Information Technology Center (ITC), University of Azad Jammu & Kashmir, Muzaffarabad, Azad Kashmir, 13100, Pakistan.
BMC Bioinformatics. 2018 Nov 15;19(1):425. doi: 10.1186/s12859-018-2448-z.
Determining protein-protein interactions and their binding affinity are important in understanding cellular biological processes, discovery and design of novel therapeutics, protein engineering, and mutagenesis studies. Due to the time and effort required in wet lab experiments, computational prediction of binding affinity from sequence or structure is an important area of research. Structure-based methods, though more accurate than sequence-based techniques, are limited in their applicability due to limited availability of protein structure data.
In this study, we propose a novel machine learning method for predicting binding affinity that uses protein 3D structure as privileged information at training time while expecting only protein sequence information during testing.

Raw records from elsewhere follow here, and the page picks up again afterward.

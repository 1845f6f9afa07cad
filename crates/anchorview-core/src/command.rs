//! Pose edit commands and the on-screen control vocabulary

use bevy_math::Quat;
use serde::{Deserialize, Serialize};

use crate::config::{ControlSteps, ScaleLimits};
use crate::pose::{Axis, Pose};

/// A discrete pose change, applied identically to every object instance.
///
/// Axes are those of the anchor frame the object is attached to.
#[derive(Debug, Clone, Copy, PartialEq, Serialize, Deserialize)]
#[serde(tag = "op", rename_all = "snake_case")]
pub enum PoseEditCommand {
    Translate { axis: Axis, delta: f32 },
    /// Angle in radians
    Rotate { axis: Axis, angle: f32 },
    /// Additive change of the uniform scale
    Scale { delta: f32 },
    /// Multiplicative change of the uniform scale (pinch gestures)
    ScaleBy { factor: f32 },
    Reset,
}

impl PoseEditCommand {
    pub fn apply(&self, pose: &mut Pose, defaults: &Pose, limits: &ScaleLimits) {
        match *self {
            PoseEditCommand::Translate { axis, delta } => {
                pose.translation += axis.unit() * delta;
            }
            PoseEditCommand::Rotate { axis, angle } => {
                let turn = Quat::from_axis_angle(axis.unit(), angle);
                pose.rotation = (turn * pose.rotation).normalize();
            }
            PoseEditCommand::Scale { delta } => {
                pose.scale = bevy_math::Vec3::splat(limits.clamp(pose.uniform_scale() + delta));
            }
            PoseEditCommand::ScaleBy { factor } => {
                pose.scale = bevy_math::Vec3::splat(limits.clamp(pose.uniform_scale() * factor));
            }
            PoseEditCommand::Reset => {
                *pose = *defaults;
            }
        }
    }
}

/// Commands dispatched by the user interface
#[derive(Debug, Clone, Copy, PartialEq, Eq, Hash, Serialize, Deserialize)]
#[serde(rename_all = "snake_case")]
pub enum ControlCommand {
    MoveUp,
    MoveDown,
    MoveLeft,
    MoveRight,
    /// Toward the viewer (+Z)
    MoveForward,
    MoveBack,
    RotateLeft,
    RotateRight,
    TiltUp,
    TiltDown,
    ScaleUp,
    ScaleDown,
    ToggleSpin,
    Reset,
    ShowInfo,
    HideInfo,
}

impl ControlCommand {
    /// Pose edit behind this control, or `None` for controls that only
    /// change session state.
    pub fn to_edit(self, steps: &ControlSteps) -> Option<PoseEditCommand> {
        let mv = steps.move_step;
        let rot = steps.rotate_step_deg.to_radians();
        let sc = steps.scale_step;
        let edit = match self {
            ControlCommand::MoveUp => PoseEditCommand::Translate { axis: Axis::Y, delta: mv },
            ControlCommand::MoveDown => PoseEditCommand::Translate { axis: Axis::Y, delta: -mv },
            ControlCommand::MoveLeft => PoseEditCommand::Translate { axis: Axis::X, delta: -mv },
            ControlCommand::MoveRight => PoseEditCommand::Translate { axis: Axis::X, delta: mv },
            ControlCommand::MoveForward => PoseEditCommand::Translate { axis: Axis::Z, delta: mv },
            ControlCommand::MoveBack => PoseEditCommand::Translate { axis: Axis::Z, delta: -mv },
            ControlCommand::RotateLeft => PoseEditCommand::Rotate { axis: Axis::Y, angle: rot },
            ControlCommand::RotateRight => PoseEditCommand::Rotate { axis: Axis::Y, angle: -rot },
            ControlCommand::TiltUp => PoseEditCommand::Rotate { axis: Axis::X, angle: -rot },
            ControlCommand::TiltDown => PoseEditCommand::Rotate { axis: Axis::X, angle: rot },
            ControlCommand::ScaleUp => PoseEditCommand::Scale { delta: sc },
            ControlCommand::ScaleDown => PoseEditCommand::Scale { delta: -sc },
            ControlCommand::Reset => PoseEditCommand::Reset,
            ControlCommand::ToggleSpin | ControlCommand::ShowInfo | ControlCommand::HideInfo => {
                return None;
            }
        };
        Some(edit)
    }

    /// Button label
    pub fn label(self) -> &'static str {
        match self {
            ControlCommand::MoveUp => "▲",
            ControlCommand::MoveDown => "▼",
            ControlCommand::MoveLeft => "◀",
            ControlCommand::MoveRight => "▶",
            ControlCommand::MoveForward => "Closer",
            ControlCommand::MoveBack => "Farther",
            ControlCommand::RotateLeft => "⟲",
            ControlCommand::RotateRight => "⟳",
            ControlCommand::TiltUp => "Tilt ▲",
            ControlCommand::TiltDown => "Tilt ▼",
            ControlCommand::ScaleUp => "＋",
            ControlCommand::ScaleDown => "－",
            ControlCommand::ToggleSpin => "Spin",
            ControlCommand::Reset => "Reset",
            ControlCommand::ShowInfo => "Info",
            ControlCommand::HideInfo => "✕",
        }
    }
}

#[cfg(test)]
mod tests {
    use super::*;
    use bevy_math::Vec3;

    fn limits() -> ScaleLimits {
        ScaleLimits::default()
    }

    #[test]
    fn test_translate_moves_along_axis() {
        let mut pose = Pose::IDENTITY;
        let edit = PoseEditCommand::Translate { axis: Axis::Z, delta: -0.25 };
        edit.apply(&mut pose, &Pose::IDENTITY, &limits());
        assert_eq!(pose.translation, Vec3::new(0.0, 0.0, -0.25));
    }

    #[test]
    fn test_rotate_is_about_frame_axis() {
        // A pose already tilted about X still yaws about the frame's Y axis
        let mut pose = Pose::IDENTITY.with_rotation(Quat::from_rotation_x(0.5));
        let edit = PoseEditCommand::Rotate { axis: Axis::Y, angle: 0.3 };
        edit.apply(&mut pose, &Pose::IDENTITY, &limits());
        let expected = Quat::from_rotation_y(0.3) * Quat::from_rotation_x(0.5);
        assert!(pose.rotation.angle_between(expected) < 1e-5);
    }

    #[test]
    fn test_scale_down_never_below_minimum() {
        let mut pose = Pose::IDENTITY.with_uniform_scale(0.5);
        for _ in 0..20 {
            PoseEditCommand::Scale { delta: -0.2 }.apply(&mut pose, &Pose::IDENTITY, &limits());
            assert!(pose.uniform_scale() >= 0.1);
        }
        assert_eq!(pose.scale, Vec3::splat(0.1));
    }

    #[test]
    fn test_pinch_and_buttons_share_ceiling() {
        let mut pose = Pose::IDENTITY.with_uniform_scale(4.0);
        PoseEditCommand::ScaleBy { factor: 3.0 }.apply(&mut pose, &Pose::IDENTITY, &limits());
        assert_eq!(pose.uniform_scale(), 5.0);
        PoseEditCommand::Scale { delta: 0.2 }.apply(&mut pose, &Pose::IDENTITY, &limits());
        assert_eq!(pose.uniform_scale(), 5.0);
    }

    #[test]
    fn test_reset_restores_defaults() {
        let defaults = Pose::from_translation(Vec3::new(0.0, 0.0, -0.5)).with_uniform_scale(0.5);
        let mut pose = Pose::from_translation(Vec3::ONE).with_uniform_scale(2.0);
        PoseEditCommand::Reset.apply(&mut pose, &defaults, &limits());
        assert_eq!(pose, defaults);
    }

    #[test]
    fn test_control_mapping_uses_configured_steps() {
        let steps = ControlSteps {
            move_step: 0.05,
            rotate_step_deg: 90.0,
            scale_step: 0.25,
        };
        assert_eq!(
            ControlCommand::MoveUp.to_edit(&steps),
            Some(PoseEditCommand::Translate { axis: Axis::Y, delta: 0.05 })
        );
        assert_eq!(
            ControlCommand::ScaleDown.to_edit(&steps),
            Some(PoseEditCommand::Scale { delta: -0.25 })
        );
        match ControlCommand::RotateRight.to_edit(&steps) {
            Some(PoseEditCommand::Rotate { axis: Axis::Y, angle }) => {
                assert!((angle + std::f32::consts::FRAC_PI_2).abs() < 1e-6)
            }
            other => panic!("unexpected edit {other:?}"),
        }
        assert_eq!(ControlCommand::ToggleSpin.to_edit(&steps), None);
        assert_eq!(ControlCommand::HideInfo.to_edit(&steps), None);
    }

    #[test]
    fn test_control_names_in_traces() {
        let cmd: ControlCommand = serde_json::from_str(r#""move_forward""#).unwrap();
        assert_eq!(cmd, ControlCommand::MoveForward);
    }
}
//! Bevy application setup

use anchorview_core::Config;
use anchorview_scene::{AnchorViewPlugin, CameraReport, Session, StartRequested};
use bevy::prelude::*;
use bevy_egui::EguiPlugin;
use bevy_picking::DefaultPickingPlugins;

use crate::bridge;

pub fn run(config: Config) {
    App::new()
        // Transparent so the camera video behind the canvas shows through
        .insert_resource(ClearColor(Color::NONE))
        .add_plugins(DefaultPlugins
            .set(WindowPlugin {
                primary_window: Some(Window {
                    title: "anchorview".to_string(),
                    canvas: Some("#anchorview-canvas".to_string()),
                    fit_canvas_to_parent: true,
                    transparent: true,
                    prevent_default_event_handling: false,
                    ..default()
                }),
                ..default()
            })
            .set(AssetPlugin {
                // Model URLs are relative to the page
                file_path: "".to_string(),
                // Don't look for .meta files - static hosting doesn't have them
                meta_check: bevy::asset::AssetMetaCheck::Never,
                ..default()
            })
        )
        // Must be added BEFORE EguiPlugin so it can detect PickingPlugin
        .add_plugins(DefaultPickingPlugins)
        .add_plugins(EguiPlugin::default())
        // Shared with the exported bridge functions
        .insert_resource(bridge::feed().clone())
        .add_plugins(AnchorViewPlugin { config })
        .add_systems(Update, forward_start_requests)
        .run();
}

/// Hand accepted start requests to the page script
fn forward_start_requests(mut requests: MessageReader<StartRequested>, session: Res<Session>) {
    if requests.read().last().is_none() {
        return;
    }
    if let Err(e) = bridge::dispatch_start(session.config()) {
        tracing::error!(error = %e, "Could not request camera start");
        bridge::feed().report_camera(CameraReport::Failed(e));
    }
}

Using the method, which is based on the framework of learning using privileged information (LUPI), we have achieved improved performance over corresponding sequence-based binding affinity prediction methods that do not have access to privileged information during training. Our experiments show that with the proposed framework which uses structure only during training, it is possible to achieve classification performance comparable to that which is obtained using structure-based features. Evaluation on an independent test set shows improved performance over the PPA-Pred2 method as well.
The proposed method outperforms several baseline learners and a state-of-the-art binding affinity predictor not only in cross-validation, but also on an additional validation dataset, demonstrating the utility of the LUPI framework for problems that would benefit from classification using structure-based features. The implementation of LUPI developed for this work is expected to be useful in other areas of bioinformatics as well.
确定蛋白质-蛋白质相互作用及其结合亲和力对于理解细胞生物学过程、新型治疗药物的发现和设计、蛋白质工程以及诱变研究非常重要。由于在湿实验室实验中需要耗费大量的时间和精力,因此从序列或结构预测结合亲和力是一个重要的研究领域。基于结构的方法虽然比基于序列的技术更准确,但由于蛋白质结构数据的有限可用性,其适用性受到限制。
在这项研究中,我们提出了一种新的机器学习方法,用于预测结合亲和力,该方法在训练时使用蛋白质 3D 结构作为特权信息,而在测试时仅期望使用蛋白质序列信息。使用该方法,该方法基于使用特权信息的学习框架(LUPI),我们在不使用训练期间特权信息的情况下,实现了比相应的基于序列的结合亲和力预测方法更好的性能。我们的实验表明,使用仅在训练期间使用结构的框架,有可能实现与使用基于结构的特征获得的分类性能相当的性能。在独立测试集上的评估也表明,该方法优于 PPA-Pred2 方法。
该方法不仅在交叉验证中,而且在额外的验证数据集上,均优于几个基准学习者和最先进的结合亲和力预测器,证明了 LUPI 框架对于受益于基于结构的特征分类的问题的实用性。为这项工作开发的 LUPI 的实现有望在其他生物信息学领域也很有用。